*WHAT NEEDS TO BE DONE*:
Where does the word "pair" show up in the records? Copy every line that holds it.

*DATA PROVIDED*:
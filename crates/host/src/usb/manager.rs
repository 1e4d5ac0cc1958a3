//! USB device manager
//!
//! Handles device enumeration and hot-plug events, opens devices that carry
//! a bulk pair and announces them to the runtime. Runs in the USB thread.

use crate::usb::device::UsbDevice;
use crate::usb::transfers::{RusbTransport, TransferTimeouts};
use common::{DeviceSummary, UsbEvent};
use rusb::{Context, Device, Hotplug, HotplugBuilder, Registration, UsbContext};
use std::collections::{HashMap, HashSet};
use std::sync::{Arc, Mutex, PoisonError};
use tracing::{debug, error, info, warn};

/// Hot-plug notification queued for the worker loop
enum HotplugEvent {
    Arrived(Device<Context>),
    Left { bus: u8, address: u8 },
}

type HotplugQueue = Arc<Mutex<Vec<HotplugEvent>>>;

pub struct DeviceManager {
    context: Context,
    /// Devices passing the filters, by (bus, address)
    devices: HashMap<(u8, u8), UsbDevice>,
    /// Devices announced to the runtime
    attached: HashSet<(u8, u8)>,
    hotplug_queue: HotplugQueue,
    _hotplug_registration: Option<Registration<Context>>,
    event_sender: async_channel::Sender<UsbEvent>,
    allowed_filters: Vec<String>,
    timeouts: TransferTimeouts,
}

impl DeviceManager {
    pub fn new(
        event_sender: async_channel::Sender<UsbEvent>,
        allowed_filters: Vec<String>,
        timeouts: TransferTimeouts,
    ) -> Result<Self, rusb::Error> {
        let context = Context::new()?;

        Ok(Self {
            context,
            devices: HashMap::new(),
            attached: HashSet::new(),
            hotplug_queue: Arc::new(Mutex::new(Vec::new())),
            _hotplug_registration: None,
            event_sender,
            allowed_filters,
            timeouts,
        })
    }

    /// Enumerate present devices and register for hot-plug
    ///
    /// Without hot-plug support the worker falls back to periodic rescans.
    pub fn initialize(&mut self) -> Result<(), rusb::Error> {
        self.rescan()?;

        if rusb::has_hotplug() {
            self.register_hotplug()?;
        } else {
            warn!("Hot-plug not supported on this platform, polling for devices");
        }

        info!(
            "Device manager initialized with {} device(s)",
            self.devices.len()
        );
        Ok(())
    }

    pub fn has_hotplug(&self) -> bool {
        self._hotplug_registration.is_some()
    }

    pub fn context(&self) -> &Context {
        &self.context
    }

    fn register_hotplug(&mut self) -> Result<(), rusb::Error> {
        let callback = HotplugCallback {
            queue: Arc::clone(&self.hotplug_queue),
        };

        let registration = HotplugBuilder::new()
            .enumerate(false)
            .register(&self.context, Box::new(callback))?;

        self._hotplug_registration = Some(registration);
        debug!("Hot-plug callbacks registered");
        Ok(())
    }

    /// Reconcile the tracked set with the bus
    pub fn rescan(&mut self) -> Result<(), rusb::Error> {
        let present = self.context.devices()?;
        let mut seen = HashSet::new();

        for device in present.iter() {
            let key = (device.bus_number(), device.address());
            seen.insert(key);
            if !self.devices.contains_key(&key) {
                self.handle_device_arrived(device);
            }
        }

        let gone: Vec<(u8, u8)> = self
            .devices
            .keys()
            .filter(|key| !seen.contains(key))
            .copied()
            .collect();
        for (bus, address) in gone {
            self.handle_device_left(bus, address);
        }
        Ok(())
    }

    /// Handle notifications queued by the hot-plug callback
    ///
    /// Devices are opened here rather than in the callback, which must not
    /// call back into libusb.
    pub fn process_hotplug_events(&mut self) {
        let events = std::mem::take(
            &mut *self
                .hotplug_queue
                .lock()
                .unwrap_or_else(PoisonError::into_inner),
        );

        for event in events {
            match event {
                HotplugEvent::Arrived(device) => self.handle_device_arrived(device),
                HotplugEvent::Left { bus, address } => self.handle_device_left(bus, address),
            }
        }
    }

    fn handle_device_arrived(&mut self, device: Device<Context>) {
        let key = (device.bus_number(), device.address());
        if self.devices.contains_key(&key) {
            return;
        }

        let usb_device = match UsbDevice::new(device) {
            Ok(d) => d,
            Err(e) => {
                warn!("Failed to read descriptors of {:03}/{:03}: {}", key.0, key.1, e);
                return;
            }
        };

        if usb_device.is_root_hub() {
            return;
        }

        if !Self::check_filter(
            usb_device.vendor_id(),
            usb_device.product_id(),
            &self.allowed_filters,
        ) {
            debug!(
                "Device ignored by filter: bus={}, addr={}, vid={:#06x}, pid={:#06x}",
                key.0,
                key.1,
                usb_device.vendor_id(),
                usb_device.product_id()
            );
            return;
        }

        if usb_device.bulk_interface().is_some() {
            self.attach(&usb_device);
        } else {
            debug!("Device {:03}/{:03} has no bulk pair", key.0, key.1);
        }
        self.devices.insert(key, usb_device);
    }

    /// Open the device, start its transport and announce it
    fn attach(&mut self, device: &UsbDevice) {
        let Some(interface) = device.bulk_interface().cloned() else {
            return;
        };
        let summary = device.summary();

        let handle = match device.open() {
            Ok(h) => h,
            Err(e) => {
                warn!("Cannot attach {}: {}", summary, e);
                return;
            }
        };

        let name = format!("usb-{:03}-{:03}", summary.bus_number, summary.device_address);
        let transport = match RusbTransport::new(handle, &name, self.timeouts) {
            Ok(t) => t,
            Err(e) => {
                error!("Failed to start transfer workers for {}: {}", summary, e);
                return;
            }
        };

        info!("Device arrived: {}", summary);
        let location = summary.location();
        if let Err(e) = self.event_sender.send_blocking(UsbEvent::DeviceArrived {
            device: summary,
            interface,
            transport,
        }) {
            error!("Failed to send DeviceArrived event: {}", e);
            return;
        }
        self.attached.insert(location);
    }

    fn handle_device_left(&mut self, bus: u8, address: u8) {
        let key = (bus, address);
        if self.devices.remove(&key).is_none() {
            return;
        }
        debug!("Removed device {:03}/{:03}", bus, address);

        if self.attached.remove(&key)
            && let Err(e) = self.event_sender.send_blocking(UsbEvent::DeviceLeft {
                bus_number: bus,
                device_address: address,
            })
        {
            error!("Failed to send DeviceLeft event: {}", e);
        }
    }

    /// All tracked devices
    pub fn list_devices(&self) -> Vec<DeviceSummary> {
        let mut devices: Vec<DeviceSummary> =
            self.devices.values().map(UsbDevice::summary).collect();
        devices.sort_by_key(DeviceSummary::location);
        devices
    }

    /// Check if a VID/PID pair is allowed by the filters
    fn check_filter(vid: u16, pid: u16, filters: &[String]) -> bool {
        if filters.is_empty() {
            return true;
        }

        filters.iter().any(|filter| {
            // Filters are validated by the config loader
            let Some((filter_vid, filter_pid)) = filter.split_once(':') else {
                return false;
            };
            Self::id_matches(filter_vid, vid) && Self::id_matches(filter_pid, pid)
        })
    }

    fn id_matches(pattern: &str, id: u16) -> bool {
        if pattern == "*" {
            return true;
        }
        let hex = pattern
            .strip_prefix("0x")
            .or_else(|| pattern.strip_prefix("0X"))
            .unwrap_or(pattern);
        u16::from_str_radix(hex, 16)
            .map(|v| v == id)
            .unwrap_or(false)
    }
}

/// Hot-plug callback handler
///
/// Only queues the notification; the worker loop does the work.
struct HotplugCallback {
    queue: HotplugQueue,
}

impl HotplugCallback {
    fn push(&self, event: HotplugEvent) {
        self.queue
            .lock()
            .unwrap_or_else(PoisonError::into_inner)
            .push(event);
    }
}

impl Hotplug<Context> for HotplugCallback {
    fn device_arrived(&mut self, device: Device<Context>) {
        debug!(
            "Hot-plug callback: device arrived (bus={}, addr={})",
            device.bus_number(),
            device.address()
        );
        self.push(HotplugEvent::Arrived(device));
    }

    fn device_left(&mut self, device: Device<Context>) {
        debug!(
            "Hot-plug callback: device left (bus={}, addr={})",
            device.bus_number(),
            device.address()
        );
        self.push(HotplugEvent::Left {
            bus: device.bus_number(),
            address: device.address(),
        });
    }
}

*EXPECTED ANSWER*:
//! a bulk pair and announces them to the runtime. Runs in the USB thread.
            debug!("Device {:03}/{:03} has no bulk pair", key.0, key.1);
    /// Check if a VID/PID pair is allowed by the filters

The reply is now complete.